ACTIVITY: Using the listing below, set down each line from the line containing "filename crates/group-call-core/src/client.rs" through the line containing "task over an", both ends included, exactly and with nothing added.

———

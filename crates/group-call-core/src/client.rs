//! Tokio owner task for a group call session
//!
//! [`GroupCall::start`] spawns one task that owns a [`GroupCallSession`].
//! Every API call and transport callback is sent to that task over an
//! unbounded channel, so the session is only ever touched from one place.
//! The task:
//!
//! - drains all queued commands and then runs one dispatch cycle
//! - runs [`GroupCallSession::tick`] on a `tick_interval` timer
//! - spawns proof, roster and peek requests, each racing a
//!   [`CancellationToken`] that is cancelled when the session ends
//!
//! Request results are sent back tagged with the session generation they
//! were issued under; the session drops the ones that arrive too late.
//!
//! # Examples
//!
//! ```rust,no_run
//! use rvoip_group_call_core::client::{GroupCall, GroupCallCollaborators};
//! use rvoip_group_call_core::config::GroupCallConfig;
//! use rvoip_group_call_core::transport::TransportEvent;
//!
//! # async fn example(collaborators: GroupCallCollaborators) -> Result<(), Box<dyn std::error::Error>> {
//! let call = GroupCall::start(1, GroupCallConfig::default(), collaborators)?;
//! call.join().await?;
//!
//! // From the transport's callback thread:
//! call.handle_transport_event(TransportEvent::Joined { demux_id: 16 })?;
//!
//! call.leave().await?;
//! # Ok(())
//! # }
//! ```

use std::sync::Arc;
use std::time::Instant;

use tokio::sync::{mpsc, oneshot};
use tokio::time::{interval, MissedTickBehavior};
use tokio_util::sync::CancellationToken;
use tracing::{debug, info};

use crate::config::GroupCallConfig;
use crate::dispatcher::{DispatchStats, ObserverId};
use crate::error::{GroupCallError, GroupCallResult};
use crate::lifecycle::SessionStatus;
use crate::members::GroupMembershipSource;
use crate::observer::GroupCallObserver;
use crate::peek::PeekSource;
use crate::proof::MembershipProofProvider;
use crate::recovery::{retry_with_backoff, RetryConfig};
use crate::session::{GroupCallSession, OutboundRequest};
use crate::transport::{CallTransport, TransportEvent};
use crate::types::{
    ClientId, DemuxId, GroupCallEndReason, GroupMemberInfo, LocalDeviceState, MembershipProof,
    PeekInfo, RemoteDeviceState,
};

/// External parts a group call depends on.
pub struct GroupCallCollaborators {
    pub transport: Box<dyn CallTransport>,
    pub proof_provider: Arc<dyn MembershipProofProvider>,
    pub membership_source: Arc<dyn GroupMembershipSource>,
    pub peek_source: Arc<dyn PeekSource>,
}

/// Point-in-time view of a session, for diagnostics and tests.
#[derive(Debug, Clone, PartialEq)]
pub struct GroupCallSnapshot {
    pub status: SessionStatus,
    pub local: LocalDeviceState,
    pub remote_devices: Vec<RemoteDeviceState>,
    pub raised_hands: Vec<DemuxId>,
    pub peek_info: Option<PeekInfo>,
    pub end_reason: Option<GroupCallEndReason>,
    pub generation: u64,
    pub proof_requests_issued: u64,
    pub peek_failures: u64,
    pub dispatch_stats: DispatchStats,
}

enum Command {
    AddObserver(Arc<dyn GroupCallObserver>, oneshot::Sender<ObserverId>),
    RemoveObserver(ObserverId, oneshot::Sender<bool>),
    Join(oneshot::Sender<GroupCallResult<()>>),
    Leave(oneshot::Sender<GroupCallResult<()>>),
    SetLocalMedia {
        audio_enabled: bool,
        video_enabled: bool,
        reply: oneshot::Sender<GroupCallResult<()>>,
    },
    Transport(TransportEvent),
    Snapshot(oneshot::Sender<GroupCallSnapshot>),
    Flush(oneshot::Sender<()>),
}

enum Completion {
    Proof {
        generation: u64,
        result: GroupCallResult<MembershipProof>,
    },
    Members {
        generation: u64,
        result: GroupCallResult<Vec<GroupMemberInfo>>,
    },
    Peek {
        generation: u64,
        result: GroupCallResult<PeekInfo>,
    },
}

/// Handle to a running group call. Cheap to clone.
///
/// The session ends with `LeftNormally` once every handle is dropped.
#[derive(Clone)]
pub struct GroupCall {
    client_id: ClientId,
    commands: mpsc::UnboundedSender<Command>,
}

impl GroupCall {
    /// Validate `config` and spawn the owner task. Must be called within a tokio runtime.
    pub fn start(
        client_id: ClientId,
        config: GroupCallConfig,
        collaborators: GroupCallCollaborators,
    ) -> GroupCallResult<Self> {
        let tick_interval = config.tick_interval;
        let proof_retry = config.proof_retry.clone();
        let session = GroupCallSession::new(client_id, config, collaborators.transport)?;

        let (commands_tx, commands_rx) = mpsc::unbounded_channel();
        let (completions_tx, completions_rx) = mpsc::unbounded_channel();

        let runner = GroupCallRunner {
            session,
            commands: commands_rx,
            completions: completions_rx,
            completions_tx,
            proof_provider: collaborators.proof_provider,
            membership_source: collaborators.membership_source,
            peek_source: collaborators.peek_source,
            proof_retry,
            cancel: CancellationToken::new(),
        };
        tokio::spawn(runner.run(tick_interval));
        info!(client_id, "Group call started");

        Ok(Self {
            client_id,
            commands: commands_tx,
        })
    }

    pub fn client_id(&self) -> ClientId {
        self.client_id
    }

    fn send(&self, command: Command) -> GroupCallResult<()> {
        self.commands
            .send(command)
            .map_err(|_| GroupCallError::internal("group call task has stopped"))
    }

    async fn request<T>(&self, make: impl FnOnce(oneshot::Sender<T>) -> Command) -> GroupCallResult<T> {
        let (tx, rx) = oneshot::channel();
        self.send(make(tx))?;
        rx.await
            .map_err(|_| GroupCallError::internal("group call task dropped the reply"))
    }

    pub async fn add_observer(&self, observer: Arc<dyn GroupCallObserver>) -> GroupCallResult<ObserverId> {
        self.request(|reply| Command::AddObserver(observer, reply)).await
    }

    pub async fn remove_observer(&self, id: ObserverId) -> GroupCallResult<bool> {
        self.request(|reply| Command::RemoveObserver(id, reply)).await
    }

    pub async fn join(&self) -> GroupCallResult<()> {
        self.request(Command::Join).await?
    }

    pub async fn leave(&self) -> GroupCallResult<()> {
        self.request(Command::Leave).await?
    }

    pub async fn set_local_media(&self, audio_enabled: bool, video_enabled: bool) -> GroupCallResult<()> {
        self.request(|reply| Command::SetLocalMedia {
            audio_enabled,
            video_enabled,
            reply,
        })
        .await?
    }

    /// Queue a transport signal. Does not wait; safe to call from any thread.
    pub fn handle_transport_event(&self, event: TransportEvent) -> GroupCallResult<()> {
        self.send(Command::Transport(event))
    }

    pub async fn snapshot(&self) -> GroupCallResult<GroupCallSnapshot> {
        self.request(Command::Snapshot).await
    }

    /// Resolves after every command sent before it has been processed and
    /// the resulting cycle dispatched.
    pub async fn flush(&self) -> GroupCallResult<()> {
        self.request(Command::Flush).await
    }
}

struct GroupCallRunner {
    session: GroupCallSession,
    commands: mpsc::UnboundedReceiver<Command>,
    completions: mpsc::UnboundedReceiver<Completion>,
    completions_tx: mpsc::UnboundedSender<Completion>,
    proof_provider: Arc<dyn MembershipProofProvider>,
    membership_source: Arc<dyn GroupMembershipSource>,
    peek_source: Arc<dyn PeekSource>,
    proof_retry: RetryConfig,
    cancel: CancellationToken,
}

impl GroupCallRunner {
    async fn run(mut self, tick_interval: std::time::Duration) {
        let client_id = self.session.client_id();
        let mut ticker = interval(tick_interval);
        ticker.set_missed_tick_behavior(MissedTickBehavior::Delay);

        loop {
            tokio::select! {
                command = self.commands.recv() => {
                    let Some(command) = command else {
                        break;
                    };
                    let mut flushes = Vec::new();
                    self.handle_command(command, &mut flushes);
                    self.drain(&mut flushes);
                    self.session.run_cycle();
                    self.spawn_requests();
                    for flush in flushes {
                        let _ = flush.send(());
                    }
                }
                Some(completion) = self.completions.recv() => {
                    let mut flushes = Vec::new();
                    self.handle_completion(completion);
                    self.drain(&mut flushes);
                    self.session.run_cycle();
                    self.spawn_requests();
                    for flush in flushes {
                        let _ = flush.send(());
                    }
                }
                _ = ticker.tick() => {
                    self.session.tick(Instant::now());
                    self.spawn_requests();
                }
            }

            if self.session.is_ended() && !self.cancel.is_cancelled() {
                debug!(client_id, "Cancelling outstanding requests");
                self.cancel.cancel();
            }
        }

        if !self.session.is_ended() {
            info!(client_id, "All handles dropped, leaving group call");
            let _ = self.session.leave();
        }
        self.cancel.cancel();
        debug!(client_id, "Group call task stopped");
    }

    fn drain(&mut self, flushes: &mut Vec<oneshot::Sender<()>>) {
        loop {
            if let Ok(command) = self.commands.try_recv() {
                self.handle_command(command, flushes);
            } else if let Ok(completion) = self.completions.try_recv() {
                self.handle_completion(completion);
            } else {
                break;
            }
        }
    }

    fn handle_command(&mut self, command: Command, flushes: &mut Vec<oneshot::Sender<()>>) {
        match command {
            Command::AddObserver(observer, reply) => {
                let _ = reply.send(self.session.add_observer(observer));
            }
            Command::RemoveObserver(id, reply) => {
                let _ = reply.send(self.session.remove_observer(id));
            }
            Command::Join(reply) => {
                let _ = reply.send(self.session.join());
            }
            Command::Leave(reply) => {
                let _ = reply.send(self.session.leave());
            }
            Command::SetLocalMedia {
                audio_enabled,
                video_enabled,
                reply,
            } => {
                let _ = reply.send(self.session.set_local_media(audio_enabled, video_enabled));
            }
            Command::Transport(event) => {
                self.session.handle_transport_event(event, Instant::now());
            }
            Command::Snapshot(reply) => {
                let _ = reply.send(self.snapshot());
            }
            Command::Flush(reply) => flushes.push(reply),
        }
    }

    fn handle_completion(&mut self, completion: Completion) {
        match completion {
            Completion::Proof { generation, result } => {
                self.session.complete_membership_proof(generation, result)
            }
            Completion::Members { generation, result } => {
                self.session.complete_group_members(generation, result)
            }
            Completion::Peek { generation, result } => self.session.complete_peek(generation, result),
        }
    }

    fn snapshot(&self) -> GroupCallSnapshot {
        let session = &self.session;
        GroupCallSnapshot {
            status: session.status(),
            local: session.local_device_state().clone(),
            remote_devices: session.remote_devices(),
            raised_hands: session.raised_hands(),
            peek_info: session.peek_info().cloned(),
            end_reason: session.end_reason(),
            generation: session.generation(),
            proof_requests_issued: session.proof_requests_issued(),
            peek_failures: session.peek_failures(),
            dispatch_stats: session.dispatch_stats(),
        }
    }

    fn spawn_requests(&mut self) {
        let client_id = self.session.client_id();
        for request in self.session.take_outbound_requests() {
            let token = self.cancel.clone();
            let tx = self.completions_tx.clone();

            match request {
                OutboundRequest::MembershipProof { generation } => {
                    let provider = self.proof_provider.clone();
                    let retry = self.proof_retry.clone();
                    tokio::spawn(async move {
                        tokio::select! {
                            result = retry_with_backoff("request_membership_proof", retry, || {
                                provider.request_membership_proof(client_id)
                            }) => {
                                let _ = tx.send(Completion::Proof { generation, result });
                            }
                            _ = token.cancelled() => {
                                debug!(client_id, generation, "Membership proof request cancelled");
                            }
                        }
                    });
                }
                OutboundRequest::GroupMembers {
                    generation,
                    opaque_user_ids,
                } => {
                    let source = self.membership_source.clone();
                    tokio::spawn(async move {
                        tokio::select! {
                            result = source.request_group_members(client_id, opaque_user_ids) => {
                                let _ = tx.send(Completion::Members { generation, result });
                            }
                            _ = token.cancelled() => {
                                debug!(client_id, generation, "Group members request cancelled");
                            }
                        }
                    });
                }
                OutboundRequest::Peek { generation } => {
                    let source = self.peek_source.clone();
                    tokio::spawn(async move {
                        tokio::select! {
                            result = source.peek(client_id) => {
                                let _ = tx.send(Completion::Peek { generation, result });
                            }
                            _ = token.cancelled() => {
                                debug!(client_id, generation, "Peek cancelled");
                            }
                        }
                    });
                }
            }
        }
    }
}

———

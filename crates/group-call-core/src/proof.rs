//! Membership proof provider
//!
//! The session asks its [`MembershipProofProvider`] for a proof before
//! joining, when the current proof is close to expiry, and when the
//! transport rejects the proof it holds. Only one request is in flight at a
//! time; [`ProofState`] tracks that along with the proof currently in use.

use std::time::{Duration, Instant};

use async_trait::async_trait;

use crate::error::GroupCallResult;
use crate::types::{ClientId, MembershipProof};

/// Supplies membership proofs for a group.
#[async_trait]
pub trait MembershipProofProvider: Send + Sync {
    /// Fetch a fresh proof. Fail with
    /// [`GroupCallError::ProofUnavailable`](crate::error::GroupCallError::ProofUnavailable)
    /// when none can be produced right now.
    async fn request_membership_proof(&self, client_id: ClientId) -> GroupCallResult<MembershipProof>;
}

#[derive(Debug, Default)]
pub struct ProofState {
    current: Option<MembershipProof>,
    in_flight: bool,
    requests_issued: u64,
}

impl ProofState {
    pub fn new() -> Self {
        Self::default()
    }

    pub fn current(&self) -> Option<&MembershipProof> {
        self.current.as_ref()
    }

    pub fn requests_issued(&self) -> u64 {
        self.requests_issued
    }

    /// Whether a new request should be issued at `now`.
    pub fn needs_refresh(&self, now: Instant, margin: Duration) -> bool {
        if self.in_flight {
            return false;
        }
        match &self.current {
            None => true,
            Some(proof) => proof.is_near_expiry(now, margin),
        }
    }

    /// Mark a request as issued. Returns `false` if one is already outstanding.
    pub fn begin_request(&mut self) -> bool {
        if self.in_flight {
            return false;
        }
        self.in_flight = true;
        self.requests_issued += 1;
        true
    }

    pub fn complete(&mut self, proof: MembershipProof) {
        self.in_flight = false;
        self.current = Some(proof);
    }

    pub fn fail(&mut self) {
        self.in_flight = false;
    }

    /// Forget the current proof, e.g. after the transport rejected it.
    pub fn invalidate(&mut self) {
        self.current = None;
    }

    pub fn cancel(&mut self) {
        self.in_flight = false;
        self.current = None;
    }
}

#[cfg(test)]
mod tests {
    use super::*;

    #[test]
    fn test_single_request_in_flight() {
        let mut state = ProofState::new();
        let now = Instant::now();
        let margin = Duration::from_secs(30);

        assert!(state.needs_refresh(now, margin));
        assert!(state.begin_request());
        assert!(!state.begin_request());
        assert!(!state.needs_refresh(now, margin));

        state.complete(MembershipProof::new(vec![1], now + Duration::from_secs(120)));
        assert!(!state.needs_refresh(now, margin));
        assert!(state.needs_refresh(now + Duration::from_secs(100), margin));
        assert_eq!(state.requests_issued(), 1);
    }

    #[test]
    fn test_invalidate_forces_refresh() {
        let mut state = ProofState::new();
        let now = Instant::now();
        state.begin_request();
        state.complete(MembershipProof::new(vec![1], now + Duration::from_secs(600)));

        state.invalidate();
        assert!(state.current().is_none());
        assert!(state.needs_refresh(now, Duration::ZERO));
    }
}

———

ANSWER:
filename crates/group-call-core/src/client.rs
//! Tokio owner task for a group call session
//!
//! [`GroupCall::start`] spawns one task that owns a [`GroupCallSession`].
//! Every API call and transport callback is sent to that task over an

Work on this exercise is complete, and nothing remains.